Props to the cameraman for not screaming like a little girl, or pointing the camera at the ground for the money shot. |
Here's a pick of a truck-mounted crane and an RT crane for comparison.
Note on the truck mounted crane, the long distance from the pivot to the front. Even with the outriggers fully extended they would not extend out the side as far from the pivot as the front ones. Apparently, it's all about the maths. http://forums.pelicanparts.com/uploa...1541442439.jpg http://forums.pelicanparts.com/uploa...1541442470.jpg |
BTW, I watched a 50 ton RT crane similar to that last one get dropped once.

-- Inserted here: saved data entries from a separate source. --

//! Key bindings - how a foreign key is read from host records and how matched
//! linked rows are written back

use std::fmt;
use std::sync::Arc;

use serde_json::Value;

use crate::error::{FetchError, FetchResult};
use crate::model::{
    Aggregate, AggregateType, Derivative, DerivativeType, LinkedModel, ModelType,
};
use crate::record::{Record, RecordCollection};
use crate::value::{as_list, contains_loose, identity_key, is_empty, loose_eq, unique_non_empty};

pub mod set;

pub use set::KeyBindingSet;

/// Custom key reader
pub type ValueGetter = Arc<dyn Fn(&Record) -> Value + Send + Sync>;
/// Custom result writer
pub type ValueSetter = Arc<dyn Fn(&mut Record, Value) + Send + Sync>;
/// Custom match predicate between a host record and a linked row
pub type Comparator = Arc<dyn Fn(&Record, &Value) -> bool + Send + Sync>;

/// Where a binding reads its key from and writes its result to
#[derive(Debug, Clone, PartialEq, Eq, Hash)]
pub enum FieldPath {
    /// A top-level field of the host record
    Direct(String),
    /// An entry of an object stored under `bag`
    Bag { bag: String, key: String },
}

impl FieldPath {
    pub fn direct(field: impl Into<String>) -> Self {
        FieldPath::Direct(field.into())
    }

    pub fn bag(bag: impl Into<String>, key: impl Into<String>) -> Self {
        FieldPath::Bag {
            bag: bag.into(),
            key: key.into(),
        }
    }

    /// Innermost field name
    pub fn key(&self) -> &str {
        match self {
            FieldPath::Direct(field) => field,
            FieldPath::Bag { key, .. } => key,
        }
    }

    pub fn read(&self, record: &Record) -> Option<Value> {
        match self {
            FieldPath::Direct(field) => record.get(field).cloned(),
            FieldPath::Bag { bag, key } => record
                .get(bag)
                .and_then(|value| value.as_object())
                .and_then(|entries| entries.get(key))
                .cloned(),
        }
    }

    /// Write a value, creating the bag object when it is missing
    pub fn write(&self, record: &mut Record, value: Value) {
        match self {
            FieldPath::Direct(field) => record.set(field.clone(), value),
            FieldPath::Bag { bag, key } => {
                if !record.get(bag).is_some_and(Value::is_object) {
                    record.set(bag.clone(), Value::Object(serde_json::Map::new()));
                }
                if let Some(Value::Object(entries)) = record.get_mut(bag) {
                    entries.insert(key.clone(), value);
                }
            }
        }
    }
}

impl fmt::Display for FieldPath {
    fn fmt(&self, f: &mut fmt::Formatter<'_>) -> fmt::Result {
        match self {
            FieldPath::Direct(field) => f.write_str(field),
            FieldPath::Bag { bag, key } => write!(f, "{}.{}", bag, key),
        }
    }
}

/// One foreign-key relation and how its result is attached
#[derive(Clone)]
pub struct KeyBinding {
    source: FieldPath,
    dest: FieldPath,
    multiple: bool,
    getter: Option<ValueGetter>,
    setter: Option<ValueSetter>,
    comparator: Option<Comparator>,
    cast: Option<ModelType>,
    derivative: Option<DerivativeType>,
    aggregate: Option<AggregateType>,
}

impl KeyBinding {
    /// Create a new binding reading the key from `source_key` and writing
    /// the match to `dest_key`
    pub fn new(source_key: impl Into<String>, dest_key: impl Into<String>) -> Self {
        Self::with_paths(FieldPath::direct(source_key), FieldPath::direct(dest_key))
    }

    /// Create a new binding reading the key from `bag.key` and overwriting
    /// it with the match
    ///
    /// ```
    /// use elif_fetcher::{KeyBinding, RecordCollection};
    /// use serde_json::json;
    ///
    /// let binding = KeyBinding::in_bag("PROPERTIES", "AUTHOR_VALUE").multiple(true);
    /// let hosts = RecordCollection::from_values(vec![json!({"PROPERTIES": {"AUTHOR_VALUE": ["1", "2"]}})]);
    ///
    /// assert!(binding.is_multiple());
    /// assert_eq!(binding.extract_values(&hosts), vec![json!("1"), json!("2")]);
    /// ```
    pub fn in_bag(bag: impl Into<String>, key: impl Into<String>) -> Self {
        let path = FieldPath::bag(bag, key);
        Self::with_paths(path.clone(), path)
    }

    /// Create a new binding between two explicit field paths
    pub fn with_paths(source: FieldPath, dest: FieldPath) -> Self {
        Self {
            source,
            dest,
            multiple: false,
            getter: None,
            setter: None,
            comparator: None,
            cast: None,
            derivative: None,
            aggregate: None,
        }
    }

    /// Set whether matches are attached as a list
    pub fn multiple(mut self, multiple: bool) -> Self {
        self.multiple = multiple;
        self
    }

    /// Set a custom key reader, replacing the source path
    pub fn with_getter<F>(mut self, getter: F) -> Self
    where
        F: Fn(&Record) -> Value + Send + Sync + 'static,
    {
        self.getter = Some(Arc::new(getter));
        self
    }

    /// Set a custom result writer, replacing the destination path
    pub fn with_setter<F>(mut self, setter: F) -> Self
    where
        F: Fn(&mut Record, Value) + Send + Sync + 'static,
    {
        self.setter = Some(Arc::new(setter));
        self
    }

    /// Set a custom match predicate instead of loose key equality
    pub fn with_comparator<F>(mut self, comparator: F) -> Self
    where
        F: Fn(&Record, &Value) -> bool + Send + Sync + 'static,
    {
        self.comparator = Some(Arc::new(comparator));
        self
    }

    pub(crate) fn set_comparator(&mut self, comparator: Comparator) {
        self.comparator = Some(comparator);
    }

    /// Cast every matched row into `M` before attaching it
    pub fn cast_to<M: LinkedModel>(self) -> Self {
        self.with_model_type(ModelType::of::<M>())
    }

    /// Set the model matched rows are cast into
    pub fn with_model_type(mut self, model: ModelType) -> Self {
        self.cast = Some(model);
        self
    }

    /// Cast into `D::Base` and wrap every cast row in `D`
    pub fn cast_as_derivative<D: Derivative>(self) -> Self {
        let mut binding = self.cast_to::<D::Base>();
        binding.derivative = Some(DerivativeType::of::<D>());
        binding
    }

    /// Cast into `A::Item` and fold all matches into one `A`; forces `multiple`
    pub fn cast_as_aggregate<A: Aggregate>(self) -> Self {
        let mut binding = self.cast_to::<A::Item>().multiple(true);
        binding.aggregate = Some(AggregateType::of::<A>());
        binding
    }

    /// Wrap matches in a derivative of the model this binding already casts to
    pub fn load_as(mut self, derivative: DerivativeType) -> FetchResult<Self> {
        let cast = self.require_cast(derivative.name())?;
        if !derivative.accepts(cast) {
            return Err(FetchError::configuration(format!(
                "{} is not built over {}",
                derivative.name(),
                cast.name()
            )));
        }

        self.derivative = Some(derivative);
        Ok(self)
    }

    /// Fold matches into an aggregate of the model this binding already casts to
    pub fn aggregate_as(mut self, aggregate: AggregateType) -> FetchResult<Self> {
        let cast = self.require_cast(aggregate.name())?;
        if !aggregate.accepts(cast) {
            return Err(FetchError::configuration(format!(
                "{} does not aggregate {}",
                aggregate.name(),
                cast.name()
            )));
        }

        self.aggregate = Some(aggregate);
        self.multiple = true;
        Ok(self)
    }

    /// Copy of this binding attaching rows as they are
    pub fn without_cast(&self) -> Self {
        let mut binding = self.clone();
        binding.cast = None;
        binding.derivative = None;
        binding.aggregate = None;
        binding
    }

    pub fn source(&self) -> &FieldPath {
        &self.source
    }

    pub fn dest(&self) -> &FieldPath {
        &self.dest
    }

    pub fn is_multiple(&self) -> bool {
        self.multiple
    }

    pub fn has_comparator(&self) -> bool {
        self.comparator.is_some()
    }

    pub fn model_type(&self) -> Option<&ModelType> {
        self.cast.as_ref()
    }

    /// Host-side key of one record
    pub fn key_of(&self, record: &Record) -> Value {
        match &self.getter {
            Some(getter) => getter(record),
            None => self.source.read(record).unwrap_or(Value::Null),
        }
    }

    /// Distinct non-empty keys over the collection; list keys are flattened
    pub fn extract_values(&self, collection: &RecordCollection) -> Vec<Value> {
        let mut values = Vec::new();
        for record in collection {
            let key = self.key_of(record);
            if is_empty(&key) {
                continue;
            }

            match key {
                Value::Array(items) => values.extend(items),
                scalar => values.push(scalar),
            }
        }

        unique_non_empty(values)
    }

    /// Attach matching rows from `linked` to every record of the collection.
    ///
    /// `linked_key` names the field on linked rows compared with host keys.
    pub fn attach(
        &self,
        collection: &mut RecordCollection,
        linked: &[Value],
        linked_key: &str,
    ) -> FetchResult<()> {
        for record in collection.iter_mut() {
            if self.multiple {
                self.attach_multiple(record, linked, linked_key)?;
            } else {
                self.attach_single(record, linked, linked_key)?;
            }
        }

        Ok(())
    }

    fn attach_single(&self, record: &mut Record, linked: &[Value], linked_key: &str) -> FetchResult<()> {
        let host_key = self.key_of(record);
        if self.comparator.is_none() && is_empty(&host_key) {
            return Ok(());
        }

        let matched = linked
            .iter()
            .find(|item| self.matches(record, &host_key, item, linked_key));

        if let Some(item) = matched {
            let value = self.project(item.clone())?;
            self.write(record, value);
        }

        Ok(())
    }

    fn attach_multiple(&self, record: &mut Record, linked: &[Value], linked_key: &str) -> FetchResult<()> {
        let host_key = self.key_of(record);
        if self.comparator.is_none() && is_empty(&host_key) {
            return Ok(());
        }

        let mut seen = std::collections::HashSet::new();
        let mut items = Vec::new();
        for item in linked {
            if self.matches(record, &host_key, item, linked_key) && seen.insert(identity_key(item)) {
                items.push(self.project(item.clone())?);
            }
        }

        let value = match &self.aggregate {
            Some(aggregate) => aggregate.build(items)?,
            None => Value::Array(items),
        };
        self.write(record, value);

        Ok(())
    }

    fn matches(&self, record: &Record, host_key: &Value, item: &Value, linked_key: &str) -> bool {
        if let Some(comparator) = &self.comparator {
            return comparator(record, item);
        }

        let linked_value = item.get(linked_key).unwrap_or(&Value::Null);
        if is_empty(linked_value) {
            return false;
        }

        match host_key {
            Value::Array(_) | Value::Object(_) => contains_loose(&as_list(host_key), linked_value),
            scalar => loose_eq(linked_value, scalar),
        }
    }

    fn project(&self, item: Value) -> FetchResult<Value> {
        let Some(cast) = &self.cast else {
            return Ok(item);
        };

        let value = cast.cast(item)?;
        match &self.derivative {
            Some(derivative) => derivative.wrap(value),
            None => Ok(value),
        }
    }

    fn write(&self, record: &mut Record, value: Value) {
        match &self.setter {
            Some(setter) => setter(record, value),
            None => self.dest.write(record, value),
        }
    }

    fn require_cast(&self, wrapper: &str) -> FetchResult<&ModelType> {
        self.cast.as_ref().ok_or_else(|| {
            FetchError::configuration(format!(
                "{} requires a model type on binding {}",
                wrapper, self.source
            ))
        })
    }
}

impl fmt::Debug for KeyBinding {
    fn fmt(&self, f: &mut fmt::Formatter<'_>) -> fmt::Result {
        f.debug_struct("KeyBinding")
            .field("source", &self.source)
            .field("dest", &self.dest)
            .field("multiple", &self.multiple)
            .field("getter", &self.getter.is_some())
            .field("setter", &self.setter.is_some())
            .field("comparator", &self.comparator.is_some())
            .field("cast", &self.cast)
            .field("derivative", &self.derivative)
            .field("aggregate", &self.aggregate)
            .finish()
    }
}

It was at san Onofre nuke plant, we were overhauling one of the turbines (million and a half HP). We had a small crane like that one up on the deck to make small picks so the big crane wouldn't be tied up, IIRC it was rated for around 250 ton. When the job was wrapping up one of the last jobs was to fly everything down off the deck, including that RT crane. There was about 150 people employed for the overhaul but we were down to the last 8 of us after lay-offs and we were on the rigging crew that day. The head rigger wore an orange vest and his work was final, no one argued with him or you got the axe. He was an ex-navy SEAL also. He gave instructions to rig and fly down the RT crane, and i said: Don't you want us to fly down the stowed jib separate? He said no, just extend the outriggers and choke them with these 50' long endless 2" slings. I asked what kind of softeners he wanted us to use, he said just get some old cardboard boxes and use them. This would be a good time to point out that outriggers have machined beams with fairly sharp corners. RT cranes also have designed and engineered picking eyes to use when lifting, but the stowed jib was in the way. so it would naturally be flown down separately. And cardboard was NOT as approved softener material. That's when I told him I was having stomach cramps and needed to hit the bathroom right away and left the lift site. i went down a couple hundred yards and watched from the smoke pen as they lifted the crane and got it about 5 or 10 feet up, before it went BANG a couple times and his the deck. it blew out the tires, bent the boom, and totaled the crane. It also tripped unit 2 off-line which was a bad thing. The next day we were called into the office one by one and interviewed by OSHA and the NRG. They asked me what happened, I said I dunno, I went to the bathroom! The head rigger and superintendent got fired from bectel and banned from working at a nuke plant in the US for a number of years, not sure how many. And there were lots and lots of procedures and paperwork developed because of that incident. |
Ironically, that happened in August of 1995. I'm sure of that.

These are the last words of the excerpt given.